## Excerpted records
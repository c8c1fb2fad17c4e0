use std::collections::{BTreeMap, HashSet};
use std::sync::LazyLock;

use regex::Regex;
use serde::{Deserialize, Serialize};

use crate::error::PlannerError;

static RE_DAY_ID: LazyLock<Regex> = LazyLock::new(|| Regex::new(r"^day(\d+)$").unwrap());

// --- Catalog Types ---

/// Catalog category. Food, venue and other are the known values; anything
/// else a client sends is kept as-is.
#[derive(Debug, Clone, PartialEq, Eq, Hash, Serialize, Deserialize)]
#[serde(from = "String", into = "String")]
pub enum Category {
    Food,
    Venue,
    Other,
    Custom(String),
}

impl From<String> for Category {
    fn from(value: String) -> Self {
        match value.as_str() {
            "food" => Category::Food,
            "venue" => Category::Venue,
            "other" => Category::Other,
            _ => Category::Custom(value),
        }
    }
}

impl From<Category> for String {
    fn from(value: Category) -> Self {
        value.to_string()
    }
}

impl std::fmt::Display for Category {
    fn fmt(&self, f: &mut std::fmt::Formatter<'_>) -> std::fmt::Result {
        match self {
            Category::Food => write!(f, "food"),
            Category::Venue => write!(f, "venue"),
            Category::Other => write!(f, "other"),
            Category::Custom(s) => write!(f, "{s}"),
        }
    }
}

/// A money amount exactly as the client wrote it. Integers stay integers
/// (`1180`, not `1180.0`) so stored documents read back unchanged.
#[derive(Debug, Clone, PartialEq, Eq, Serialize, Deserialize)]
#[serde(transparent)]
pub struct Cost(serde_json::Number);

impl Cost {
    pub fn new(value: f64) -> Self {
        if value.fract() == 0.0 && value >= 0.0 && value <= u64::MAX as f64 {
            return Cost(serde_json::Number::from(value as u64));
        }
        Cost(serde_json::Number::from_f64(value).unwrap_or_else(|| serde_json::Number::from(0)))
    }

    pub fn as_f64(&self) -> f64 {
        self.0.as_f64().unwrap_or(0.0)
    }

    pub fn is_non_negative(&self) -> bool {
        let v = self.as_f64();
        v.is_finite() && v >= 0.0
    }
}

/// Headcount as the client sent it. Form inputs often deliver numbers as
/// strings; those are kept as strings and only checked for a numeric value.
#[derive(Debug, Clone, PartialEq, Eq, Serialize, Deserialize)]
#[serde(untagged)]
pub enum Attendees {
    Count(u64),
    Text(String),
}

impl Attendees {
    pub fn count(&self) -> Option<u64> {
        match self {
            Attendees::Count(n) => Some(*n),
            Attendees::Text(s) => s.trim().parse().ok(),
        }
    }
}

/// A catalog entry. Optional fields stay absent when the client left them
/// out, and keys this type does not know about are carried in `extra`.
#[derive(Debug, Clone, PartialEq, Serialize, Deserialize)]
#[serde(rename_all = "camelCase")]
pub struct Event {
    pub id: i64,
    pub name: String,
    #[serde(default, skip_serializing_if = "Option::is_none")]
    pub description: Option<String>,
    #[serde(default, skip_serializing_if = "Option::is_none")]
    pub duration: Option<String>,
    #[serde(default, skip_serializing_if = "Option::is_none")]
    pub per_person_cost: Option<Cost>,
    #[serde(default, skip_serializing_if = "Option::is_none")]
    pub minimum_cost: Option<Cost>,
    #[serde(default, skip_serializing_if = "Option::is_none")]
    pub category: Option<Category>,
    #[serde(flatten)]
    pub extra: serde_json::Map<String, serde_json::Value>,
}

#[derive(Debug, Clone, PartialEq, Eq, Serialize, Deserialize)]
pub struct Day {
    pub id: String,
    pub label: String,
    #[serde(default, skip_serializing_if = "Option::is_none")]
    pub notes: Option<String>,
    #[serde(flatten)]
    pub extra: serde_json::Map<String, serde_json::Value>,
}

impl Day {
    /// Numeric part of a `day<N>` id, if the id has that shape.
    pub fn number(&self) -> Option<i64> {
        RE_DAY_ID
            .captures(&self.id)
            .and_then(|caps| caps.get(1))
            .and_then(|m| m.as_str().parse().ok())
    }
}

/// One slot in a day's schedule. Clients either reference a catalog event
/// by id or embed a full copy of it; both shapes are kept as sent.
#[derive(Debug, Clone, PartialEq, Serialize, Deserialize)]
#[serde(untagged)]
pub enum ScheduleEntry {
    Id(i64),
    Copy(Event),
}

impl ScheduleEntry {
    pub fn event_id(&self) -> i64 {
        match self {
            ScheduleEntry::Id(id) => *id,
            ScheduleEntry::Copy(event) => event.id,
        }
    }
}

// --- Plan Document ---

/// The whole event plan, stored and replaced as one unit.
///
/// Keys this type does not know about are carried in `extra` (here and on
/// `Event` and `Day`) and written back untouched.
#[derive(Debug, Clone, PartialEq, Serialize, Deserialize)]
#[serde(rename_all = "camelCase")]
pub struct PlanDocument {
    pub event_title: String,
    #[serde(default, skip_serializing_if = "Option::is_none")]
    pub event_description: Option<String>,
    pub attendees: Attendees,
    pub currency: String,
    pub events: Vec<Event>,
    pub days: Vec<Day>,
    pub schedule: BTreeMap<String, Vec<ScheduleEntry>>,
    pub next_event_id: i64,
    pub next_day_id: i64,
    #[serde(flatten)]
    pub extra: serde_json::Map<String, serde_json::Value>,
}

impl PlanDocument {
    /// Check the referential and counter invariants. Every violation is
    /// reported, not just the first.
    pub fn validate(&self) -> Result<(), PlannerError> {
        let mut problems = Vec::new();

        if self.attendees.count().is_none() {
            problems.push("attendees must be a whole number".to_string());
        }

        let mut event_ids = HashSet::new();
        for event in &self.events {
            if !event_ids.insert(event.id) {
                problems.push(format!("duplicate event id {}", event.id));
            }
            if event.id >= self.next_event_id {
                problems.push(format!(
                    "nextEventId {} must exceed event id {}",
                    self.next_event_id, event.id
                ));
            }
            if event.per_person_cost.as_ref().is_some_and(|c| !c.is_non_negative()) {
                problems.push(format!("event {} has a negative perPersonCost", event.id));
            }
            if event.minimum_cost.as_ref().is_some_and(|c| !c.is_non_negative()) {
                problems.push(format!("event {} has a negative minimumCost", event.id));
            }
        }

        let mut day_ids = HashSet::new();
        for day in &self.days {
            if !day_ids.insert(day.id.as_str()) {
                problems.push(format!("duplicate day id `{}`", day.id));
            }
            if let Some(n) = day.number() {
                if n >= self.next_day_id {
                    problems.push(format!(
                        "nextDayId {} must exceed day `{}`",
                        self.next_day_id, day.id
                    ));
                }
            }
        }

        for (day, entries) in &self.schedule {
            if !day_ids.contains(day.as_str()) {
                problems.push(format!("schedule references unknown day `{day}`"));
            }
            for entry in entries {
                let id = entry.event_id();
                if !event_ids.contains(&id) {
                    problems.push(format!("schedule for `{day}` references unknown event {id}"));
                }
            }
        }

        if problems.is_empty() {
            Ok(())
        } else {
            Err(PlannerError::Validation(problems))
        }
    }
}

#[cfg(test)]
mod tests {
    use super::*;
    use serde_json::json;

    #[test]
    fn seed_passes_validation() {
        PlanDocument::seed().validate().unwrap();
    }

    #[test]
    fn unknown_category_round_trips() {
        let cat: Category = serde_json::from_value(json!("transport")).unwrap();
        assert_eq!(cat, Category::Custom("transport".into()));
        assert_eq!(serde_json::to_value(&cat).unwrap(), json!("transport"));

        let food: Category = serde_json::from_value(json!("food")).unwrap();
        assert_eq!(food, Category::Food);
    }

    #[test]
    fn cost_keeps_integer_and_decimal_forms() {
        assert_eq!(serde_json::to_string(&Cost::new(1180.0)).unwrap(), "1180");
        assert_eq!(serde_json::to_string(&Cost::new(299.98)).unwrap(), "299.98");

        let parsed: Cost = serde_json::from_str("818").unwrap();
        assert_eq!(serde_json::to_string(&parsed).unwrap(), "818");
    }

    #[test]
    fn schedule_accepts_ids_and_copies() {
        let entries: Vec<ScheduleEntry> = serde_json::from_value(json!([
            3,
            {"id": 4, "name": "Boat", "category": "other"}
        ]))
        .unwrap();
        assert_eq!(entries[0], ScheduleEntry::Id(3));
        assert_eq!(entries[1].event_id(), 4);
    }

    #[test]
    fn unknown_top_level_keys_are_kept() {
        let mut value = serde_json::to_value(PlanDocument::seed()).unwrap();
        value["theme"] = json!({"color": "teal"});

        let doc: PlanDocument = serde_json::from_value(value.clone()).unwrap();
        assert_eq!(doc.extra.get("theme"), Some(&json!({"color": "teal"})));
        assert_eq!(serde_json::to_value(&doc).unwrap(), value);
    }

    #[test]
    fn dangling_schedule_reference_is_rejected() {
        let mut doc = PlanDocument::seed();
        doc.schedule.get_mut("day1").unwrap().push(ScheduleEntry::Id(999));

        let err = doc.validate().unwrap_err();
        assert!(err.to_string().contains("unknown event 999"));
    }

    #[test]
    fn schedule_for_missing_day_is_rejected() {
        let mut doc = PlanDocument::seed();
        doc.schedule.insert("day9".into(), vec![ScheduleEntry::Id(1)]);

        let PlannerError::Validation(problems) = doc.validate().unwrap_err() else {
            panic!("expected validation error");
        };
        assert_eq!(problems, vec!["schedule references unknown day `day9`".to_string()]);
    }

    #[test]
    fn stale_counters_are_rejected() {
        let mut doc = PlanDocument::seed();
        doc.next_event_id = 22;
        doc.next_day_id = 4;

        let PlannerError::Validation(problems) = doc.validate().unwrap_err() else {
            panic!("expected validation error");
        };
        assert_eq!(problems.len(), 2);
        assert!(problems[0].contains("nextEventId 22 must exceed event id 22"));
        assert!(problems[1].contains("nextDayId 4 must exceed day `day4`"));
    }

    #[test]
    fn negative_cost_is_rejected() {
        let mut doc = PlanDocument::seed();
        doc.events[0].minimum_cost = Some(Cost::new(-5.0));

        let err = doc.validate().unwrap_err();
        assert!(err.to_string().contains("event 1 has a negative minimumCost"));
    }

    #[test]
    fn duplicate_event_ids_are_rejected() {
        let mut doc = PlanDocument::seed();
        let copy = doc.events[0].clone();
        doc.events.push(copy);

        let err = doc.validate().unwrap_err();
        assert!(err.to_string().contains("duplicate event id 1"));
    }

    #[test]
    fn non_numeric_day_ids_skip_counter_check() {
        let mut doc = PlanDocument::seed();
        doc.days.push(Day {
            id: "extra".into(),
            label: "Spare day".into(),
            notes: None,
            extra: serde_json::Map::new(),
        });
        doc.validate().unwrap();
    }

    #[test]
    fn event_and_day_keys_round_trip_as_sent() {
        let mut value = serde_json::to_value(PlanDocument::seed()).unwrap();
        value["events"][0]["vendor"] = json!("Murray Hotel");
        value["days"][0]["date"] = json!("2027-05-21");
        value["schedule"]["day2"][0] = json!({"id": 2, "name": "Hall", "deposit": 5000});
        // A minimal event comes back without defaulted fields.
        value["events"][1] = json!({"id": 5, "name": "Hyatt Reception"});

        let doc: PlanDocument = serde_json::from_value(value.clone()).unwrap();
        assert_eq!(doc.events[0].extra.get("vendor"), Some(&json!("Murray Hotel")));
        assert_eq!(doc.events[1].description, None);
        doc.validate().unwrap();
        assert_eq!(serde_json::to_value(&doc).unwrap(), value);
    }

    #[test]
    fn attendees_accept_numeric_text() {
        let mut value = serde_json::to_value(PlanDocument::seed()).unwrap();
        value["attendees"] = json!("120");

        let doc: PlanDocument = serde_json::from_value(value.clone()).unwrap();
        assert_eq!(doc.attendees.count(), Some(120));
        doc.validate().unwrap();
        assert_eq!(serde_json::to_value(&doc).unwrap()["attendees"], json!("120"));

        let mut doc = doc;
        doc.attendees = Attendees::Text("lots".into());
        let err = doc.validate().unwrap_err();
        assert!(err.to_string().contains("attendees must be a whole number"));
    }
}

## Prompt
Above are records; repeat only the lines starting at the line with "use regex::Regex;" and ending at the line with "impl From<String> for", exactly as they appear, both included.

## Exercise response
use regex::Regex;
use serde::{Deserialize, Serialize};

use crate::error::PlannerError;

static RE_DAY_ID: LazyLock<Regex> = LazyLock::new(|| Regex::new(r"^day(\d+)$").unwrap());

// --- Catalog Types ---

/// Catalog category. Food, venue and other are the known values; anything
/// else a client sends is kept as-is.
#[derive(Debug, Clone, PartialEq, Eq, Hash, Serialize, Deserialize)]
#[serde(from = "String", into = "String")]
pub enum Category {
    Food,
    Venue,
    Other,
    Custom(String),
}

impl From<String> for Category {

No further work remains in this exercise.